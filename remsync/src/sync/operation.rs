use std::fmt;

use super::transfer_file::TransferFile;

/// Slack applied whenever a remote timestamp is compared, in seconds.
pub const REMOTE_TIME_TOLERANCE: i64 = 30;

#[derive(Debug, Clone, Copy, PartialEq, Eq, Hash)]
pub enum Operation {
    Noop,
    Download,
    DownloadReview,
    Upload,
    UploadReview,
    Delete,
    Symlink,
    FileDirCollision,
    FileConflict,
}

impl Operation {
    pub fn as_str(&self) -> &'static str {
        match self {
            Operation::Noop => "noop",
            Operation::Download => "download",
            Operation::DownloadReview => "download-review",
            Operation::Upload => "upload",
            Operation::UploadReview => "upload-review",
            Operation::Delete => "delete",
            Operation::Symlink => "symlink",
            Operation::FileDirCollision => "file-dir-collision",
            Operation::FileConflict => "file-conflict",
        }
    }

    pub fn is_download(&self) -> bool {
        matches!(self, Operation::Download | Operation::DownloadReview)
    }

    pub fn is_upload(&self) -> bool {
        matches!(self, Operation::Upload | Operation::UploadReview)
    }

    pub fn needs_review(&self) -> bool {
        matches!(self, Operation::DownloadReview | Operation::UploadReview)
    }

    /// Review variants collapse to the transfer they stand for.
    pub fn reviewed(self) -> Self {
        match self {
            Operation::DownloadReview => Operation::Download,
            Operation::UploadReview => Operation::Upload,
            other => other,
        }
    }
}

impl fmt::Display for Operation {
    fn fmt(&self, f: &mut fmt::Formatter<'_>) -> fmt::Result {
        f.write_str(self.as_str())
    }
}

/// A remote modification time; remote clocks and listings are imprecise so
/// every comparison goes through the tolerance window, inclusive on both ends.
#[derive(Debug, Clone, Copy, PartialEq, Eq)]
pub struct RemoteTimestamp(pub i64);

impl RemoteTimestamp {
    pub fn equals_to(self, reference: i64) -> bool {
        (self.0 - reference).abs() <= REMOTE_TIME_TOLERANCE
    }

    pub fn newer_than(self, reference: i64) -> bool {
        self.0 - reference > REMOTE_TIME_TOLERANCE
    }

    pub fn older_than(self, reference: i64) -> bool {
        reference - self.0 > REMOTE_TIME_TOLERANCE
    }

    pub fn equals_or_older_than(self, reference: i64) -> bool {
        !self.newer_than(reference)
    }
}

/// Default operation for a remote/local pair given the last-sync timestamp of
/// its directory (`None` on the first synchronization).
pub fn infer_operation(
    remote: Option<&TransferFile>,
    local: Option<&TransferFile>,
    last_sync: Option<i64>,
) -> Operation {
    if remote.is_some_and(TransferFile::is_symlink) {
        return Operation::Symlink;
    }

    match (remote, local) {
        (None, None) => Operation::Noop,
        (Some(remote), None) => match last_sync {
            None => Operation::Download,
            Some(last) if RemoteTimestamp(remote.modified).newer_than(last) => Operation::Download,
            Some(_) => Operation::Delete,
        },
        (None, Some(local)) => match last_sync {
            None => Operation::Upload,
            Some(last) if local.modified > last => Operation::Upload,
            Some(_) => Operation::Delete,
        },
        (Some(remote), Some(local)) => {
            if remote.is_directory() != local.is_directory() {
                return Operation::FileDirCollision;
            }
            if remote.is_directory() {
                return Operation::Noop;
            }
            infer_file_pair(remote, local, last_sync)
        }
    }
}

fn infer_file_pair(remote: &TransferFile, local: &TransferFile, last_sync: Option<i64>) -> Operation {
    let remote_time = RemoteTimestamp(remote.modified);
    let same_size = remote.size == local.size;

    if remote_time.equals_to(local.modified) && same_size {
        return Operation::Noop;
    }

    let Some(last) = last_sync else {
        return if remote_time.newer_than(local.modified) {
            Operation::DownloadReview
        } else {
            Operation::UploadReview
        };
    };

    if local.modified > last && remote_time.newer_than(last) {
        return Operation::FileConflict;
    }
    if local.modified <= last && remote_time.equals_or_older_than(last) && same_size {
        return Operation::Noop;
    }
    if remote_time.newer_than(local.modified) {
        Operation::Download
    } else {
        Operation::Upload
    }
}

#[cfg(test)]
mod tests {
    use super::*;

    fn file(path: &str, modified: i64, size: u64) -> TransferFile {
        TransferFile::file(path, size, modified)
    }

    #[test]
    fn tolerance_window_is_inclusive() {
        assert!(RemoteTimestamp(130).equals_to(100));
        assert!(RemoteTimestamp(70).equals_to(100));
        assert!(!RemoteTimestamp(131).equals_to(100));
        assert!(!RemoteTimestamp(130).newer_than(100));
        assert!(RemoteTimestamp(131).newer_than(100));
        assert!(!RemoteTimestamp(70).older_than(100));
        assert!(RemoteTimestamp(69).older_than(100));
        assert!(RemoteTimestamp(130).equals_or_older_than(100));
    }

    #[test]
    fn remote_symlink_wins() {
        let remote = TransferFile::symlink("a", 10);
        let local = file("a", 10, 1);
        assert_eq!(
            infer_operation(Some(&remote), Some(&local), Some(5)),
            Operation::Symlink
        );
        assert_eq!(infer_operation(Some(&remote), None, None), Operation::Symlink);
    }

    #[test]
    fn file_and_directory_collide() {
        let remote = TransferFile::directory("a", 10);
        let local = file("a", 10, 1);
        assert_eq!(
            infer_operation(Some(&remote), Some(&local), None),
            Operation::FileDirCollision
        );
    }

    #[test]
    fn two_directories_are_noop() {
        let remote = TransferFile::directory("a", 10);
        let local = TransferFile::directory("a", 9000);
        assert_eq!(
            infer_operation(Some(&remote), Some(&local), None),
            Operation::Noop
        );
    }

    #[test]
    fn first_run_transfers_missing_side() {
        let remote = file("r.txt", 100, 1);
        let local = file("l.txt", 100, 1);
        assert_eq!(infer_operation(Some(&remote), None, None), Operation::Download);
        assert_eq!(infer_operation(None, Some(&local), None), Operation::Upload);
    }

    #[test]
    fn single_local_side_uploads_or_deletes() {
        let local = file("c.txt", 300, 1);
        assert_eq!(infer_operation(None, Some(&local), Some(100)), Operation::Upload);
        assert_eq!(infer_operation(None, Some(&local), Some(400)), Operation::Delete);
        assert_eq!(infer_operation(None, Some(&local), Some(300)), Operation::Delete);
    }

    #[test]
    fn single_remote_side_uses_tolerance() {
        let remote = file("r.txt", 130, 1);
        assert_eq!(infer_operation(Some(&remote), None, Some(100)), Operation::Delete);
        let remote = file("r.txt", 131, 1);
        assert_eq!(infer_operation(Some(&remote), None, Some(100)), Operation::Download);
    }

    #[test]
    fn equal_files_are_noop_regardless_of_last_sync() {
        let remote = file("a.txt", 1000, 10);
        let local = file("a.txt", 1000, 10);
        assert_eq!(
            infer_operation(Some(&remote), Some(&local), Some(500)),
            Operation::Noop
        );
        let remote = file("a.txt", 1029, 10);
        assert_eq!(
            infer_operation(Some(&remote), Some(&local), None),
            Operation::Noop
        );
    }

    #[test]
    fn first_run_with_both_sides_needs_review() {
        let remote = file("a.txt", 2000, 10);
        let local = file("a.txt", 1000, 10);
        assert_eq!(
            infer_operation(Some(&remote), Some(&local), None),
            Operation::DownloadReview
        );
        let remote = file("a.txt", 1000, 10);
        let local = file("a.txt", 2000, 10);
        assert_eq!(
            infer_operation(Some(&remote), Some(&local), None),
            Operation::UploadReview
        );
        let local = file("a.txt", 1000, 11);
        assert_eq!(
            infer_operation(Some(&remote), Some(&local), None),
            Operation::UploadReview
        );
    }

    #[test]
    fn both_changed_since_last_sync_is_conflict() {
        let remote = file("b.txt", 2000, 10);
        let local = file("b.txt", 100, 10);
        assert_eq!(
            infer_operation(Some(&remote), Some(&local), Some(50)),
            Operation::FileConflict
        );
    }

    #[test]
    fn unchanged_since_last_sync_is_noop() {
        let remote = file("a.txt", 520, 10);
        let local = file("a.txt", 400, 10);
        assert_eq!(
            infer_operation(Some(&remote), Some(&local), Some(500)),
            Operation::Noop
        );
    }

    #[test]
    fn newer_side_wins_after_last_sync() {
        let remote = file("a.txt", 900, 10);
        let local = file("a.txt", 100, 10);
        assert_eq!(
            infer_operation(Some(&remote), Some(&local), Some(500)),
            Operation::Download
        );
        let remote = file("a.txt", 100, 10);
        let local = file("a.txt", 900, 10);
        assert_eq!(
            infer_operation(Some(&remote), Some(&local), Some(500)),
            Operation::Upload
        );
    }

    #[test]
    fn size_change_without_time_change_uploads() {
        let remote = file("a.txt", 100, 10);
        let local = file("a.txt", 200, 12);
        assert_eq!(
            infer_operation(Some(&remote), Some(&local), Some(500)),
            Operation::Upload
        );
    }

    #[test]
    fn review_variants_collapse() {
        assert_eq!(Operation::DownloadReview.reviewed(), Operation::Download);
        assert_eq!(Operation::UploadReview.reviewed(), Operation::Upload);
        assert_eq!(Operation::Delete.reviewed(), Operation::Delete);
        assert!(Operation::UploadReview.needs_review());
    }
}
***
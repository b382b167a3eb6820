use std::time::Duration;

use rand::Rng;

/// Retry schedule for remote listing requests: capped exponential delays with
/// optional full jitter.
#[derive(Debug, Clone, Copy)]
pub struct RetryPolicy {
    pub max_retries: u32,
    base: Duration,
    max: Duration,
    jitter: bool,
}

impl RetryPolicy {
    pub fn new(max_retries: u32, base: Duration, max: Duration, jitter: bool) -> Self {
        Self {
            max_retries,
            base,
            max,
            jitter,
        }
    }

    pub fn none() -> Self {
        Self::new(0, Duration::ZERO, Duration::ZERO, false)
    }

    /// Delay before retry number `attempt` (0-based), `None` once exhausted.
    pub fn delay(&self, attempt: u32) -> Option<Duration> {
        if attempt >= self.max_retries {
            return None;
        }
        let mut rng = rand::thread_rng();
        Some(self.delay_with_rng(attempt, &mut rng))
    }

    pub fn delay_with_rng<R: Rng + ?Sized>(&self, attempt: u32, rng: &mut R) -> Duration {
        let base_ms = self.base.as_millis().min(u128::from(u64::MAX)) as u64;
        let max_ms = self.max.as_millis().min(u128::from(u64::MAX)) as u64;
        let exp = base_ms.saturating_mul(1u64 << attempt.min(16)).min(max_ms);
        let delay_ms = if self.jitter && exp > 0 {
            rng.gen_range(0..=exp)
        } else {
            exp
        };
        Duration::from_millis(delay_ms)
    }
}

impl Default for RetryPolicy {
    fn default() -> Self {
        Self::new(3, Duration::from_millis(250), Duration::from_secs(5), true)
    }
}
***
● **Task description**: Show a copy of each line from the data that includes the word "attempt".

● **Output of the exercise**:
    /// Delay before retry number `attempt` (0-based), `None` once exhausted.
    pub fn delay(&self, attempt: u32) -> Option<Duration> {
        if attempt >= self.max_retries {
        Some(self.delay_with_rng(attempt, &mut rng))
    pub fn delay_with_rng<R: Rng + ?Sized>(&self, attempt: u32, rng: &mut R) -> Duration {
        let exp = base_ms.saturating_mul(1u64 << attempt.min(16)).min(max_ms);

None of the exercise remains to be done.